## Instructions for the task
Work out how many lines in this listing hold the word "namespace", and give the number with nothing added.
== Segment start ==
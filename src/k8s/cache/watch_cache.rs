/**
 * Watch cache entry
 *
 * Mirrors one kind (and scope) of one connection. A single worker lists the
 * kind, then follows the watch stream from the listed resource version,
 * applying every change to the store and notifying the coalescer. Readers
 * never block the worker for longer than a snapshot copy.
 */
use super::backoff::Backoff;
use super::coalescer::Coalescer;
use super::config::{CHANGE_QUEUE_CAPACITY, CacheConfig, MAX_QUIET_RELIST_FAILURES};
use super::errors::{invalidated_error, sync_timeout_error};
use super::store::Store;
use super::view::FlushTarget;
use crate::error::{Error, Result};
use crate::k8s::registry::ConnectionKey;
use crate::k8s::source::{Object, ResourceSource, SourceEvent, WatchScope, kind_of};
use crate::k8s::stream::{StreamBroker, StreamTopic};
use futures::StreamExt;
use std::fmt;
use std::sync::atomic::{AtomicBool, AtomicU64, Ordering};
use std::sync::{Arc, Mutex};
use std::time::Duration;
use tokio::sync::{RwLock, broadcast, mpsc, watch};
use tokio::task::JoinHandle;
use tokio::time::sleep;
use tokio_util::sync::CancellationToken;
use tracing::{debug, error, info, warn};

/// Why an entry is not serving fresh data
#[derive(Debug, Clone, PartialEq, Eq)]
pub enum BrokenReason {
    Connection(String),
    Permission {
        verb: String,
        resource: String,
        message: String,
    },
    Other(String),
}

impl BrokenReason {
    #[must_use]
    pub fn from_error(err: &Error) -> Self {
        match err {
            Error::Connection { message, .. } => Self::Connection(message.clone()),
            Error::Permission {
                verb,
                resource,
                message,
            } => Self::Permission {
                verb: verb.clone(),
                resource: resource.clone(),
                message: message.clone(),
            },
            other => Self::Other(other.to_string()),
        }
    }

    /// The error reported to callers waiting on a broken entry
    #[must_use]
    pub fn to_error(&self, target: &str) -> Error {
        match self {
            Self::Connection(message) => Error::Connection {
                target: target.to_string(),
                message: message.clone(),
            },
            Self::Permission {
                verb,
                resource,
                message,
            } => Error::Permission {
                verb: verb.clone(),
                resource: resource.clone(),
                message: message.clone(),
            },
            Self::Other(message) => Error::Custom(format!("{target}: {message}")),
        }
    }
}

/// Lifecycle of a watch cache entry
#[derive(Debug, Clone, PartialEq, Eq)]
pub enum CacheState {
    Uninitialized,
    /// Worker running, list not yet issued
    Starting,
    /// Initial list in flight
    WaitingForSync,
    Ready,
    /// Lost the connection or permission; retrying with backoff
    Broken(BrokenReason),
    /// Torn down by invalidation; never leaves this state
    Stopped,
}

impl CacheState {
    #[must_use]
    pub const fn is_ready(&self) -> bool {
        matches!(self, Self::Ready)
    }

    #[must_use]
    pub const fn is_broken(&self) -> bool {
        matches!(self, Self::Broken(_))
    }
}

/// Identity of one watch: at most one cache exists per key
#[derive(Debug, Clone, PartialEq, Eq, Hash, PartialOrd, Ord)]
pub struct WatchKey {
    pub connection: ConnectionKey,
    pub kind: String,
    pub scope: WatchScope,
}

impl WatchKey {
    #[must_use]
    pub fn new<K: Object>(connection: ConnectionKey, scope: WatchScope) -> Self {
        Self {
            connection,
            kind: kind_of::<K>(),
            scope,
        }
    }
}

impl fmt::Display for WatchKey {
    fn fmt(&self, f: &mut fmt::Formatter<'_>) -> fmt::Result {
        write!(f, "{}/{}", self.connection, self.kind)?;
        if let Some(namespace) = &self.scope.namespace {
            write!(f, "[ns={namespace}]")?;
        }
        if let Some(selector) = &self.scope.field_selector {
            write!(f, "[{selector}]")?;
        }
        Ok(())
    }
}

#[derive(Debug, Clone)]
pub struct WatchStats {
    pub state: CacheState,
    pub objects: usize,
    pub relists: u64,
    pub flushes: u64,
}

/// Change notices from the worker and topic releases from the broker
type Notices = (mpsc::Receiver<()>, broadcast::Receiver<StreamTopic>);

pub struct WatchCache<K: Object> {
    key: WatchKey,
    source: Arc<dyn ResourceSource<K>>,
    store: RwLock<Store<K>>,
    dirty: AtomicBool,
    state: watch::Sender<CacheState>,
    changes: mpsc::Sender<()>,
    pending_notices: Mutex<Option<Notices>>,
    coalescer: Coalescer<K>,
    config: Arc<CacheConfig>,
    token: CancellationToken,
    tasks: Mutex<Vec<JoinHandle<()>>>,
    started: AtomicBool,
    relists: AtomicU64,
}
== Segment end ==
## Answer for the task
2